We have an urban preservation area in our small rural town?


----------



## Jana337

Well. There are many Czech towns that cannot be considered cities but I believe that the adjective "urban" applies perfectly. For example all those _okresní města_ with around 50,000 inhabitants. Then there are many minuscule towns that are dwarfed by many municipalities that we officially call villages. Some might be towns by virtue of shrewd lobbying but most are probably natural centers of their subregions and the type of settlement is not rural (the line between small towns and villages is admittedly blurred). In my opinion, even this tiny town deserves the epithet "urban".


----------



## Tagarela

Ahoj,

I'm sorry for the off-topic, but it's unavaidoble, I cannot read the whole text Jana suggested, but if I didn't get it wrongly - you, Czechs, have the smallest city/town in Europe?

By the way, is there a different word for city/town in Czech or everything is *město*?

Na shledanou.:


----------



## winpoj

There is no distinction between "cities" and "towns" as such in the Czech language. "Město" is always used. There are some administrative distinctions though, e.g. "krajská města" are regional capitals and there are also "statutární města" which tend to be larger cities with a greater administrative autonomy.


----------



## winpoj

Plus, there is a category standing between a town and a village: "městys".


----------



## mateo19

mnhlsk said:


> Thank you.
> Can _urban _be used when talking about towns and not cities?
> 
> Thank you.



Your question is really interesting, Mnhslk.
At least in American English, urban and rural are mutually exclusive (you can only one or another, they are opposites).  Using "urban" to describe a town depends on the size of a town.  If it is truly rural, in the country side, and quite small (maybe below 20.000 or 10.000), then it cannot be urban.  But if in Czech město is town and city, let the context guide you.  (In Slovak they have mesto and dedina, although I don't know if they use dedina.)

I suppose there can be big towns which would be contained in an urban area.  But we could never say "urban" for villages.  I hope this hopes. . . This is my perspective on it.

I was just searching for information about this and I couldn't find any clear information on population sizes. . . In any event though, the following is clear: _towns are bigger than villages and cities are bigger than towns.
_Village < Town < City


----------



## werrr

Městská památková rezervace = Urban monuments preservation area
Vesnická památková rezervace = Village monument preservation area
Archeologická památková rezervace = Archaeological reserve
Městská památková zóna = Urban monument zone
Vesnická památková zóna = Village monument zone
Krajinná památková zóna = Rural monument zone

"Městská/urban" is used for all municipalities with the status of "město" or "městys".



			
				Tagarela said:
			
		

> I'm sorry for the off-topic, but it's unavaidoble, I cannot read the whole text Jana suggested, but if I didn't get it wrongly - you, Czechs, have the smallest city/town in Europe?
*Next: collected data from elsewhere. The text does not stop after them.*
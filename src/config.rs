//! Configuration types for a conversion run.
//!
//! All run behaviour is controlled through [`ConversionConfig`], built via
//! its [`ConversionConfigBuilder`]. Keeping every knob in one immutable
//! struct, constructed once at startup and passed to the components that
//! need it, makes runs reproducible and easy to diff.
//!
//! # Design choice: builder over constructor
//! A dozen-field constructor is unreadable and breaks on every new field.
//! The builder pattern lets callers set only what they care about and rely
//! on well-documented defaults for the rest.

use crate::error::Cmd2SlashError;
use crate::pipeline::llm::ChatCompletion;
use crate::progress::ProgressCallback;
use std::fmt;
use std::sync::Arc;

/// Configuration for a batch conversion run.
///
/// Built via [`ConversionConfig::builder()`] or using
/// [`ConversionConfig::default()`].
///
/// # Example
/// ```rust
/// use cmd2slash::ConversionConfig;
///
/// let config = ConversionConfig::builder()
///     .model("gpt-4o-mini")
///     .content_budget(20_000)
///     .request_delay_ms(1500)
///     .build()
///     .unwrap();
/// ```
#[derive(Clone)]
pub struct ConversionConfig {
    /// Chat model identifier, e.g. "gpt-4o-mini". Default: "gpt-4o-mini".
    pub model: String,

    /// Base URL of the OpenAI-compatible endpoint. Default:
    /// "https://api.openai.com/v1".
    ///
    /// Any compatible local or third-party server (Ollama, vLLM, LiteLLM,
    /// LM Studio) may be substituted by changing this URL.
    pub base_url: String,

    /// Bearer credential for the completion service.
    ///
    /// When `None`, `OPENAI_API_KEY` is read at client construction.
    /// A missing or empty credential is a fatal startup error — no files
    /// are processed without one.
    pub api_key: Option<String>,

    /// Sampling temperature. Default: 0.2.
    ///
    /// Low temperature keeps the model faithful to the input module —
    /// exactly what you want for a mechanical code conversion. Higher
    /// values introduce creativity that worsens behaviour preservation.
    pub temperature: f32,

    /// Maximum tokens the model may generate per file. Default: 4096.
    ///
    /// Setting this too low silently truncates the converted module
    /// mid-statement. 4096 covers typical command modules comfortably.
    pub max_tokens: usize,

    /// Maximum character count sent to the completion service. Default: 20 000.
    ///
    /// Files over this budget go through the cleaning transform; files whose
    /// cleaned form is still over budget are marked failed without an API
    /// call. Controls request cost and avoids request-size failures.
    pub content_budget: usize,

    /// Fixed pause between consecutive files, in milliseconds. Default: 1000.
    ///
    /// A simple fixed-rate throttle against provider rate limits, not
    /// adaptive backoff. 0 disables the pause. The pause is never taken
    /// after the last file.
    pub request_delay_ms: u64,

    /// Source-file extension filter, without the leading dot. Default: "js".
    pub extension: String,

    /// Per-request timeout in seconds. Default: 60.
    pub api_timeout_secs: u64,

    /// Custom system prompt. If None, uses the built-in conversion
    /// instruction from [`crate::prompts`].
    pub system_prompt: Option<String>,

    /// Pre-constructed completion client. Takes precedence over
    /// `base_url`/`api_key`. This is the test seam: inject a scripted
    /// implementation to run the driver without a network.
    pub client: Option<Arc<dyn ChatCompletion>>,

    /// Progress callback receiving per-file events. Default: none.
    pub progress: Option<ProgressCallback>,
}

impl Default for ConversionConfig {
    fn default() -> Self {
        Self {
            model: "gpt-4o-mini".to_string(),
            base_url: "https://api.openai.com/v1".to_string(),
            api_key: None,
            temperature: 0.2,
            max_tokens: 4096,
            content_budget: 20_000,
            request_delay_ms: 1000,
            extension: "js".to_string(),
            api_timeout_secs: 60,
            system_prompt: None,
            client: None,
            progress: None,
        }
    }
}

impl fmt::Debug for ConversionConfig {
    fn fmt(&self, f: &mut fmt::Formatter<'_>) -> fmt::Result {
        f.debug_struct("ConversionConfig")
            .field("model", &self.model)
            .field("base_url", &self.base_url)
            .field("api_key", &self.api_key.as_ref().map(|_| "<redacted>"))
            .field("temperature", &self.temperature)
            .field("max_tokens", &self.max_tokens)
            .field("content_budget", &self.content_budget)
            .field("request_delay_ms", &self.request_delay_ms)
            .field("extension", &self.extension)
            .field("api_timeout_secs", &self.api_timeout_secs)
            .field("client", &self.client.as_ref().map(|_| "<dyn ChatCompletion>"))
            .finish()
    }
}

impl ConversionConfig {
    /// Create a new builder for `ConversionConfig`.
    pub fn builder() -> ConversionConfigBuilder {
        ConversionConfigBuilder {
            config: Self::default(),
        }
    }
}

/// Builder for [`ConversionConfig`].
#[derive(Debug)]
pub struct ConversionConfigBuilder {
    config: ConversionConfig,
}

impl ConversionConfigBuilder {
    pub fn model(mut self, model: impl Into<String>) -> Self {
        self.config.model = model.into();
        self
    }

    pub fn base_url(mut self, url: impl Into<String>) -> Self {
        self.config.base_url = url.into();
        self
    }

    pub fn api_key(mut self, key: impl Into<String>) -> Self {
        self.config.api_key = Some(key.into());
        self
    }

    pub fn temperature(mut self, t: f32) -> Self {
        self.config.temperature = t.clamp(0.0, 2.0);
        self
    }

    pub fn max_tokens(mut self, n: usize) -> Self {
        self.config.max_tokens = n;
        self
    }

    pub fn content_budget(mut self, chars: usize) -> Self {
        self.config.content_budget = chars;
        self
    }

    pub fn request_delay_ms(mut self, ms: u64) -> Self {
        self.config.request_delay_ms = ms;
        self
    }

    pub fn extension(mut self, ext: impl Into<String>) -> Self {
        self.config.extension = ext.into();
        self
    }

    pub fn api_timeout_secs(mut self, secs: u64) -> Self {
        self.config.api_timeout_secs = secs.max(1);
        self
    }

    pub fn system_prompt(mut self, prompt: impl Into<String>) -> Self {
        self.config.system_prompt = Some(prompt.into());
        self
    }

    pub fn client(mut self, client: Arc<dyn ChatCompletion>) -> Self {
        self.config.client = Some(client);
        self
    }

    pub fn progress_callback(mut self, cb: ProgressCallback) -> Self {
        self.config.progress = Some(cb);
        self
    }

    /// Build the configuration, validating constraints.
    pub fn build(self) -> Result<ConversionConfig, Cmd2SlashError> {
        let c = &self.config;
        if c.model.trim().is_empty() {
            return Err(Cmd2SlashError::InvalidConfig(
                "Model name must not be empty".into(),
            ));
        }
        if c.base_url.trim().is_empty() {
            return Err(Cmd2SlashError::InvalidConfig(
                "Base URL must not be empty".into(),
            ));
        }
        if c.content_budget == 0 {
            return Err(Cmd2SlashError::InvalidConfig(
                "Content budget must be ≥ 1 character".into(),
            ));
        }
        if c.max_tokens == 0 {
            return Err(Cmd2SlashError::InvalidConfig(
                "max_tokens must be ≥ 1".into(),
            ));
        }
        if c.extension.trim_start_matches('.').is_empty() {
            return Err(Cmd2SlashError::InvalidConfig(
                "Extension filter must not be empty".into(),
            ));
        }
        Ok(self.config)
    }
}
It depends on the definition of town, it is not  uniform across Europe.



			
				Tagarela said:
			
		

> By the way, is there a different word for city/town in Czech or everything is město?



Czech term "město" is not defined by the size of the municipality, but by the town privileges. Nowadays, a municipality could become "město" because of its size, but historically the privileges were granted by the ruler arbitrarily.
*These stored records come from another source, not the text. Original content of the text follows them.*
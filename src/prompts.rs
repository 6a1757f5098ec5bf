//! System prompts for prefix-to-slash command conversion.
//!
//! Centralising every prompt here serves two purposes:
//!
//! 1. **Single source of truth** — changing the conversion behaviour (e.g.
//!    tightening the output rules or adding a framework hint) requires
//!    editing exactly one place.
//!
//! 2. **Testability** — unit tests can import and inspect prompts directly
//!    without a live completion service, making prompt regressions easy to
//!    catch.
//!
//! Callers can override the default via
//! [`crate::config::ConversionConfig::system_prompt`]; the constant here is
//! used only when no override is provided.

/// Default system prompt for converting a prefix-command module to a
/// slash-command module.
///
/// This prompt is used when `ConversionConfig::system_prompt` is `None`.
pub const DEFAULT_SYSTEM_PROMPT: &str = r#"You are an expert Discord bot developer. Your task is to convert a prefix-command module into the equivalent slash-command module.

Follow these rules precisely:

1. BEHAVIOUR PRESERVATION
   - Preserve the command's behaviour, permissions checks, and replies exactly
   - Keep the same command name, lower-cased to satisfy slash-command naming rules
   - Carry over aliases as a comment; slash commands have no alias mechanism

2. STRUCTURE
   - Build the command definition with SlashCommandBuilder (or the framework's
     native builder if the file clearly uses another framework)
   - Convert positional message arguments to typed slash-command options with
     sensible names, descriptions, and required flags
   - Replace message-based replies (message.reply, message.channel.send) with
     interaction replies (interaction.reply, interaction.followUp)
   - Use deferReply when the original command performs slow work before replying

3. WHAT TO KEEP
   - All imports that are still needed, updated to their interaction-based
     equivalents
   - Error handling, cooldown logic, and permission gates
   - Existing comments that still apply

4. OUTPUT FORMAT
   - Output ONLY the converted source code
   - Do NOT wrap the code in markdown fences
   - Do NOT add commentary, explanations, or usage notes
   - Start directly with the first line of code"#;

#[cfg(test)]
mod tests {
    use super::*;

    #[test]
    fn default_prompt_forbids_fences_and_commentary() {
        assert!(DEFAULT_SYSTEM_PROMPT.contains("ONLY the converted source code"));
        assert!(DEFAULT_SYSTEM_PROMPT.contains("Do NOT wrap"));
    }

    #[test]
    fn default_prompt_mentions_slash_conversion() {
        assert!(DEFAULT_SYSTEM_PROMPT.contains("slash-command"));
        assert!(DEFAULT_SYSTEM_PROMPT.contains("prefix-command"));
    }
}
We use the word "město" for both towns and cities. A city could be eventuelly called "velkoměsto", but it is not an official term.

Legally there are some special terms for bigger cities, like "statutární město" (= statutory city) or "hlavní město" (= capital), but it is always based on the noun "město".

"Městys" is a municipality without town privileges but with the historical privilege to hold a market.


----------



## mnhlsk

Tank you very much for your help.


----------



## mnhlsk

Thank you - sorry about the misprint.


----------



## mnhlsk

Hi,

As I was browsing the pages of the Association of Historical Settlements in Bohemia, Moravia and Silesia, I also came across an expression "Urban Monument Reserve" for městská památková rezervace.


----------